Geraci Siculo

Vivere a Geraci Siculo, nel verde delle Madonie, vuol dire riscoprire un nuovo gusto della vita. Uscire a piedi di mattina nella stagione estiva per una salutare ossigenante passeggiata. Ad una decina di chilometri dal centro abitato si possono percorrere all’ombra i sentieri della stupenda sughereta. È in questa atmosfera che si dimentica l’acre odore del carburante, il caos, i rumori assordanti del traffico cittadino. Così Geraci Siculo diventa il posto ideale per un week-end a contatto con la natura, per gustare i prodotti tipici caseari, per cavalcare, per raggiungere i vicini campi di neve di Piano Battaglia. Ma anche per ammirare tanti monumenti d’arte di storia millenaria (Geraci Siculo, Guida illustrata, 1989).

Quando si parla di Geraci è naturale associare il nome a quello dei Ventimiglia, una famiglia d’origine ligure che, nel 1248, si trasferì in Sicilia al seguito di Federico II di Svevia e che lasciarono traccia della loro dominazione in molti paesi della dell’Isola.
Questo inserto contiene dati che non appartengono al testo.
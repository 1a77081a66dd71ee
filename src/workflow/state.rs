use serde::Serialize;
use strum::Display;

use crate::models::job::JobId;

/// Why a run ended in [`WorkflowState::Failed`].
#[derive(Debug, Clone, Copy, Serialize, Display, PartialEq, Eq)]
#[serde(rename_all = "snake_case")]
#[strum(serialize_all = "snake_case")]
pub enum FailureKind {
    /// The request never left the client.
    InvalidRequest,
    /// Job creation failed (network or non-403 error).
    Submission,
    /// The status endpoint kept answering 404.
    NotFound,
    /// The backend reported the job as failed.
    Reported,
    /// A status request failed outright.
    Unreachable,
    /// The job id could not be persisted.
    Storage,
}

/// Lifecycle of one submit/poll run.
///
/// ```text
/// Idle -> Submitting -> Polling -> Succeeded | Failed | TimedOut
///             |            |
///             |            +-> Cancelled | Superseded
///             +-> QuotaExceeded | Failed | Cancelled
/// ```
#[derive(Debug, Clone, Serialize, PartialEq)]
#[serde(tag = "state", rename_all = "snake_case")]
pub enum WorkflowState {
    Idle,
    Submitting,
    Polling {
        job_id: JobId,
        attempt: u32,
    },
    Succeeded {
        job_id: JobId,
        result_url: String,
    },
    Failed {
        job_id: Option<JobId>,
        kind: FailureKind,
        message: String,
    },
    TimedOut {
        job_id: JobId,
        attempts: u32,
    },
    QuotaExceeded,
    Cancelled {
        job_id: Option<JobId>,
    },
    /// A newer job took over the session; this run stopped silently.
    Superseded {
        job_id: JobId,
    },
}

impl WorkflowState {
    pub fn is_terminal(&self) -> bool {
        !matches!(
            self,
            WorkflowState::Idle | WorkflowState::Submitting | WorkflowState::Polling { .. }
        )
    }

    pub fn job_id(&self) -> Option<&JobId> {
        match self {
            WorkflowState::Polling { job_id, .. }
            | WorkflowState::Succeeded { job_id, .. }
            | WorkflowState::TimedOut { job_id, .. }
            | WorkflowState::Superseded { job_id } => Some(job_id),
            WorkflowState::Failed { job_id, .. } | WorkflowState::Cancelled { job_id } => {
                job_id.as_ref()
            }
            WorkflowState::Idle | WorkflowState::Submitting | WorkflowState::QuotaExceeded => None,
        }
    }

    /// Short label for logs and metrics.
    pub fn label(&self) -> &'static str {
        match self {
            WorkflowState::Idle => "idle",
            WorkflowState::Submitting => "submitting",
            WorkflowState::Polling { .. } => "polling",
            WorkflowState::Succeeded { .. } => "succeeded",
            WorkflowState::Failed { .. } => "failed",
            WorkflowState::TimedOut { .. } => "timed_out",
            WorkflowState::QuotaExceeded => "quota_exceeded",
            WorkflowState::Cancelled { .. } => "cancelled",
            WorkflowState::Superseded { .. } => "superseded",
        }
    }

    /// Whether the state machine allows moving from `self` to `next`.
    ///
    /// Any state may restart into `Submitting` ("try another style");
    /// terminal states otherwise go nowhere.
    pub fn can_transition_to(&self, next: &WorkflowState) -> bool {
        use WorkflowState::*;

        match (self, next) {
            (_, Submitting) => true,
            (Submitting, Polling { .. })
            | (Submitting, QuotaExceeded)
            | (Submitting, Failed { .. })
            | (Submitting, Cancelled { .. }) => true,
            (Idle, Polling { .. }) => true,
            (Polling { job_id: a, .. }, Polling { job_id: b, .. }) => a == b,
            (Polling { .. }, Succeeded { .. })
            | (Polling { .. }, Failed { .. })
            | (Polling { .. }, TimedOut { .. })
            | (Polling { .. }, Cancelled { .. })
            | (Polling { .. }, Superseded { .. }) => true,
            _ => false,
        }
    }
}
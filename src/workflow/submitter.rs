use std::sync::Arc;

use chrono::Utc;
use garde::Validate;

use crate::models::job::JobId;
use crate::models::request::TryOnRequest;
use crate::services::api::{ApiError, JobApi};
use crate::services::store::{JobStore, StoreError};

/// Result of a submission that did not error.
#[derive(Debug, Clone, PartialEq)]
pub enum SubmitOutcome {
    Submitted(JobId),
    /// The user is out of try-ons; show the paywall instead of an error.
    QuotaExceeded,
}

/// Turns a try-on request into a backend job and records it as the
/// session's current job.
pub struct Submitter {
    api: Arc<dyn JobApi>,
    store: Arc<dyn JobStore>,
}

impl Submitter {
    pub fn new(api: Arc<dyn JobApi>, store: Arc<dyn JobStore>) -> Self {
        Self { api, store }
    }

    pub async fn submit(&self, request: &TryOnRequest) -> Result<SubmitOutcome, SubmitError> {
        request.validate().map_err(SubmitError::Invalid)?;

        if self.plan_exhausted(&request.user_email).await {
            return Ok(SubmitOutcome::QuotaExceeded);
        }

        let job_id = match self.api.submit(request).await {
            Ok(id) => id,
            Err(ApiError::QuotaExceeded) => return Ok(SubmitOutcome::QuotaExceeded),
            Err(e) => return Err(SubmitError::Api(e)),
        };

        self.store
            .set_current_job_id(&job_id)
            .await
            .map_err(SubmitError::Store)?;

        tracing::info!(job_id = %job_id, "Try-on job submitted");
        Ok(SubmitOutcome::Submitted(job_id))
    }

    /// Client-side quota check. A failed plan lookup is not fatal; the
    /// backend still refuses over-quota submissions with a 403.
    async fn plan_exhausted(&self, user_email: &str) -> bool {
        match self.api.user_plan(user_email).await {
            Ok(Some(plan)) => {
                let now = Utc::now();
                let exhausted = plan.quota_exceeded(now);
                if exhausted {
                    tracing::info!(
                        plan = %plan.active_plan(now),
                        used = plan.try_on_count,
                        "Try-on limit reached for current plan"
                    );
                }
                exhausted
            }
            Ok(None) => false,
            Err(e) => {
                tracing::warn!(error = %e, "Plan lookup failed, deferring quota check to backend");
                false
            }
        }
    }
}

#[derive(Debug, thiserror::Error)]
pub enum SubmitError {
    #[error("Invalid try-on request: {0}")]
    Invalid(garde::Report),

    #[error(transparent)]
    Api(ApiError),

    #[error("Failed to persist job id: {0}")]
    Store(StoreError),
}
pub mod job;
pub mod plan;
pub mod request;
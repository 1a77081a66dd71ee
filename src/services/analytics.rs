use std::sync::Arc;

use chrono::{DateTime, Utc};
use reqwest::Client;
use serde::Serialize;
use uuid::Uuid;

use crate::services::auth::TokenProvider;

/// One user activity event, as the activity log endpoint expects it.
#[derive(Debug, Clone, Serialize)]
pub struct ActivityEvent {
    pub action: String,
    pub timestamp: DateTime<Utc>,
    #[serde(skip_serializing_if = "Option::is_none")]
    pub selection: Option<serde_json::Value>,
    pub page: String,
}

impl ActivityEvent {
    pub fn new(action: impl Into<String>, page: impl Into<String>) -> Self {
        Self {
            action: action.into(),
            timestamp: Utc::now(),
            selection: None,
            page: page.into(),
        }
    }

    pub fn with_selection(mut self, selection: serde_json::Value) -> Self {
        self.selection = Some(selection);
        self
    }
}

/// Fire-and-forget activity tracking. Delivery failures never reach the
/// caller; they are only logged.
#[derive(Clone)]
pub struct AnalyticsClient {
    http: Client,
    endpoint: Option<String>,
    auth: Arc<dyn TokenProvider>,
    session_id: Uuid,
}

impl AnalyticsClient {
    pub fn new(endpoint: Option<String>, auth: Arc<dyn TokenProvider>) -> Self {
        Self {
            http: Client::new(),
            endpoint,
            auth,
            session_id: Uuid::new_v4(),
        }
    }

    pub fn session_id(&self) -> Uuid {
        self.session_id
    }

    pub fn is_enabled(&self) -> bool {
        self.endpoint.is_some()
    }

    /// Send `event` in the background. Must be called inside a Tokio runtime.
    pub fn track(&self, event: ActivityEvent) {
        let Some(endpoint) = self.endpoint.clone() else {
            return;
        };
        let client = self.clone();

        tokio::spawn(async move {
            if let Err(e) = client.send(&endpoint, &event).await {
                tracing::warn!(action = %event.action, error = %e, "Failed to record activity event");
            }
        });
    }

    async fn send(&self, endpoint: &str, event: &ActivityEvent) -> Result<(), Box<dyn std::error::Error + Send + Sync>> {
        let mut builder = self
            .http
            .post(endpoint)
            .header("x-session-id", self.session_id.to_string())
            .json(event);
        if let Some(token) = self.auth.bearer_token().await? {
            builder = builder.bearer_auth(token);
        }

        builder.send().await?.error_for_status()?;
        Ok(())
    }
}
//! Fyuse try-on job client
//!
//! This library drives the asynchronous jobs behind the virtual try-on and
//! styling recommendation flows: it submits a pair of image references to
//! the backend, polls the job until it settles, and reports each step as a
//! view the UI can render.

pub mod config;
pub mod models;
pub mod services;
pub mod workflow;
use std::time::Duration;

use serde::Deserialize;

use crate::workflow::flow::FlowKind;
use crate::workflow::poller::PollPolicy;

#[derive(Debug, Deserialize)]
pub struct AppConfig {
    /// Backend API gateway base URL (e.g., "https://api.example.com/prod")
    pub api_base_url: String,

    /// Bearer token issued by the identity provider. Optional for anonymous use.
    #[serde(default)]
    pub api_token: Option<String>,

    /// Redis connection string; when set, the current job id survives restarts.
    #[serde(default)]
    pub redis_url: Option<String>,

    /// Which try-on flow to drive.
    #[serde(default)]
    pub flow: FlowKind,

    /// Delay between status requests, in milliseconds
    #[serde(default = "default_poll_interval_ms")]
    pub poll_interval_ms: u64,

    /// Status responses allowed before reporting a timeout
    #[serde(default = "default_max_poll_attempts")]
    pub max_poll_attempts: u32,

    /// 404 responses tolerated while the backend persists a new job
    #[serde(default = "default_max_not_found_retries")]
    pub max_not_found_retries: u32,

    /// Wait before the first status request, in milliseconds
    #[serde(default)]
    pub initial_poll_delay_ms: u64,

    /// Activity logging endpoint. Tracking is off when unset.
    #[serde(default)]
    pub analytics_url: Option<String>,
}

fn default_poll_interval_ms() -> u64 {
    5_000
}

fn default_max_poll_attempts() -> u32 {
    20
}

fn default_max_not_found_retries() -> u32 {
    3
}

impl AppConfig {
    pub fn from_env() -> Result<Self, envy::Error> {
        dotenvy::dotenv().ok();
        envy::from_env()
    }

    pub fn poll_policy(&self) -> PollPolicy {
        PollPolicy {
            interval: Duration::from_millis(self.poll_interval_ms),
            max_attempts: self.max_poll_attempts.max(1),
            max_not_found_retries: self.max_not_found_retries,
            initial_delay: Duration::from_millis(self.initial_poll_delay_ms),
        }
    }
}

#[cfg(test)]
mod tests {
    use super::*;

    fn vars(pairs: &[(&str, &str)]) -> Vec<(String, String)> {
        pairs.iter().map(|(k, v)| (k.to_string(), v.to_string())).collect()
    }

    #[test]
    fn test_defaults() {
        let config: AppConfig =
            envy::from_iter(vars(&[("API_BASE_URL", "https://api.example.com")])).unwrap();
        assert_eq!(config.flow, FlowKind::FittingRoom);
        assert!(config.api_token.is_none());

        let policy = config.poll_policy();
        assert_eq!(policy.interval, Duration::from_secs(5));
        assert_eq!(policy.max_attempts, 20);
        assert_eq!(policy.max_not_found_retries, 3);
        assert!(policy.initial_delay.is_zero());
    }

    #[test]
    fn test_overrides() {
        let config: AppConfig = envy::from_iter(vars(&[
            ("API_BASE_URL", "https://api.example.com"),
            ("FLOW", "style-recommendation"),
            ("POLL_INTERVAL_MS", "3000"),
            ("MAX_POLL_ATTEMPTS", "0"),
            ("INITIAL_POLL_DELAY_MS", "10000"),
        ]))
        .unwrap();
        assert_eq!(config.flow, FlowKind::StyleRecommendation);

        let policy = config.poll_policy();
        assert_eq!(policy.interval, Duration::from_secs(3));
        assert_eq!(policy.max_attempts, 1);
        assert_eq!(policy.initial_delay, Duration::from_secs(10));
    }

    #[test]
    fn test_missing_base_url() {
        let result: Result<AppConfig, _> = envy::from_iter(vars(&[("FLOW", "fitting-room")]));
        assert!(result.is_err());
    }
}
A Geraci spettò il ruolo di capitale della Contea e, ancor oggi, i suoi abitanti possono, tra l’altro, essere orgogliosi del Tesoro dei Ventimiglia, custodito nella cripta della Chiesa Madre. Tra i tanti pezzi pregiati ricordiamo un reliquiario ostensorio, donato da Francesco Ventimiglia, e realizzato da un artista che nel XIV secolo andava per la maggiore, Pino di San Martino da Pisa. La Chiesa di Santo Stefano è una delle più belle. Unico esempio di chiesa a croce greca esistente sulle Madonie, presenta inoltre un interessantissimo campanile a cuspide conica rivestita da mattoni policromi. Altra Chiesa di particolare interesse è quella di Santa Maria della Porta, edificata nella seconda metà del XV secolo. Essa conserva un raffinato affresco bizantino ed un trittico marmoreo attribuito al Mancino e al Vanella. La Chiesa di S. Bartolo, annessa all’ex convento degli Agostiniani, custodisce un grandioso polittico di scuola gaginiana.

Da vedere inoltre il Castello, posto a picco su di un costone roccioso. Costruito nel 1072, del possente impianto residuano suggestivi tratti di mura e la gotica Cappella di Sant’Anna. Da visitare anche la Falconiera. Geraci è uno dei pochi centri del meridione d’Italia in cui si pratica ancora la Falconeria, antica arte di addestrare i falchi alla caccia. A tal proposito, lo stesso Federico II scrisse un trattato su quest’arte Reliquia Friderici De Arte Venandi Cum Avibus.